A grandiose vision that reflects the federal character of the U.S. capital
A different pattern of development
A strict grid plan – where streets and avenues cross one another in right angle corners – is the default pattern in many American cities, including Spanish, French, British, and American cities, or 17th, 18th or 19th-century cities. Here are some examples (click on each map to enlarge):
On the contrary, Washington D.C. contains a range of diagonal wide avenues that interconnect into circles and squares, as shown in those two plan views:
National symbols give the capital its federal character
As the U.S. capital and only federal city, Washington D.C. must meet the requirements linked to its role. First, the city of Washington must highlight the political life of the U.S. and unify States and Americans around some common ideals in order to build a new American collective conscience for the new nation.
- A place of power:
- The head of the three branches of the federal government are linked altogether by the National Mall.
- The big avenues converge towards the National Mall, which emphasizes the strategic political role of the city.
- The Beaux-Arts style gave an image of a strong country to other nations.
- A place of unity:
- The very location of the federal city was a compromise to unify Northern and Southern States.
- Major streets are named after U.S. states: Massachussets, Virginia, Connecticut, Pennsylvania avenues.
- A place of history:
- L’Enfant, in his plan, created circles and squares where avenues cross. When circulating in front of those public spaces, one can see statues of American heroes
- Moreover, the city highlights U.S. national history: memorials and buildings refer to fights the U.S. endured to get its independence.

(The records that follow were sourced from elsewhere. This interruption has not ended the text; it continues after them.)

//! `PostgreSQL` backend for the key-value store.
//!
//! # Migrations
//!
//! The `kv_store` table is created by `crates/server/migrations/` and applied
//! with:
//! ```bash
//! cargo run -p cushion-cli -- migrate
//! ```

use std::time::Duration;

use async_trait::async_trait;
use secrecy::{ExposeSecret, SecretString};
use serde_json::Value;
use sqlx::PgPool;
use sqlx::postgres::PgPoolOptions;
use sqlx::types::Json;

use super::{KvResult, KvStore};

/// Embedded migrations for the catalog database.
pub static MIGRATOR: sqlx::migrate::Migrator = sqlx::migrate!("./migrations");

/// Create a `PostgreSQL` connection pool with sensible defaults.
///
/// # Errors
///
/// Returns `sqlx::Error` if the connection cannot be established.
pub async fn create_pool(database_url: &SecretString) -> Result<PgPool, sqlx::Error> {
    PgPoolOptions::new()
        .max_connections(10)
        .min_connections(2)
        .acquire_timeout(Duration::from_secs(10))
        .connect(database_url.expose_secret())
        .await
}

/// Key-value store backed by the `kv_store` table.
#[derive(Debug, Clone)]
pub struct PgKvStore {
    pool: PgPool,
}

impl PgKvStore {
    /// Wrap an existing connection pool.
    #[must_use]
    pub const fn new(pool: PgPool) -> Self {
        Self { pool }
    }

    /// The underlying pool, for readiness checks and migrations.
    #[must_use]
    pub const fn pool(&self) -> &PgPool {
        &self.pool
    }
}

#[async_trait]
impl KvStore for PgKvStore {
    #[tracing::instrument(skip(self))]
    async fn get(&self, key: &str) -> KvResult<Option<Value>> {
        let value = sqlx::query_scalar::<_, Json<Value>>("SELECT value FROM kv_store WHERE key = $1")
            .bind(key)
            .fetch_optional(&self.pool)
            .await?;

        Ok(value.map(|Json(v)| v))
    }

    #[tracing::instrument(skip(self, value))]
    async fn set(&self, key: &str, value: Value) -> KvResult<()> {
        sqlx::query(
            r"
            INSERT INTO kv_store (key, value)
            VALUES ($1, $2)
            ON CONFLICT (key) DO UPDATE
            SET value = EXCLUDED.value, updated_at = NOW()
            ",
        )
        .bind(key)
        .bind(Json(value))
        .execute(&self.pool)
        .await?;

        Ok(())
    }

    #[tracing::instrument(skip(self))]
    async fn delete(&self, key: &str) -> KvResult<()> {
        sqlx::query("DELETE FROM kv_store WHERE key = $1")
            .bind(key)
            .execute(&self.pool)
            .await?;

        Ok(())
    }

    #[tracing::instrument(skip(self))]
    async fn get_by_prefix(&self, prefix: &str) -> KvResult<Vec<Value>> {
        let values = sqlx::query_scalar::<_, Json<Value>>(
            "SELECT value FROM kv_store WHERE starts_with(key, $1) ORDER BY key",
        )
        .bind(prefix)
        .fetch_all(&self.pool)
        .await?;

        Ok(values.into_iter().map(|Json(v)| v).collect())
    }

    #[tracing::instrument(skip(self), fields(count = keys.len()))]
    async fn mdel(&self, keys: &[String]) -> KvResult<()> {
        if keys.is_empty() {
            return Ok(());
        }

        sqlx::query("DELETE FROM kv_store WHERE key = ANY($1)")
            .bind(keys)
            .execute(&self.pool)
            .await?;

        Ok(())
    }
}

- Since 1945, the government used this pattern of development to build statues and memorials to honor American soldiers involved in global conflicts, such as the Vietnam Veterans Memorial.
- A place of culture and humanism:
- The Smithsonian Institution is inaugurated in 1846 “for the increase and diffusion of knowledge“.
- Thoughout the course of History, museums, galleries, zoo, botanic gardens and libraries were build to “enlighten” the people.
From the implementation of L’Enfant Plan to today, the particular pattern of Washington DC has had an influence over the ways Washingtonians get around, and how highways and public transports were built: the main transit lines and freeways are superimposed to the wide avenues drawn by L’Enfant. This is a demonstration that the development of the city largely went along with the plan drawn by the French engineer.
Today, the National Mall is one of the most visited place in the US, with 25 million visitors per year. The Mall, with its catalyst role, became the nation’s premier site for public celebrations and civic protests, such as the 1963 March on Washington, the 2007 Iraq War Protest, or the Presidential Inauguration.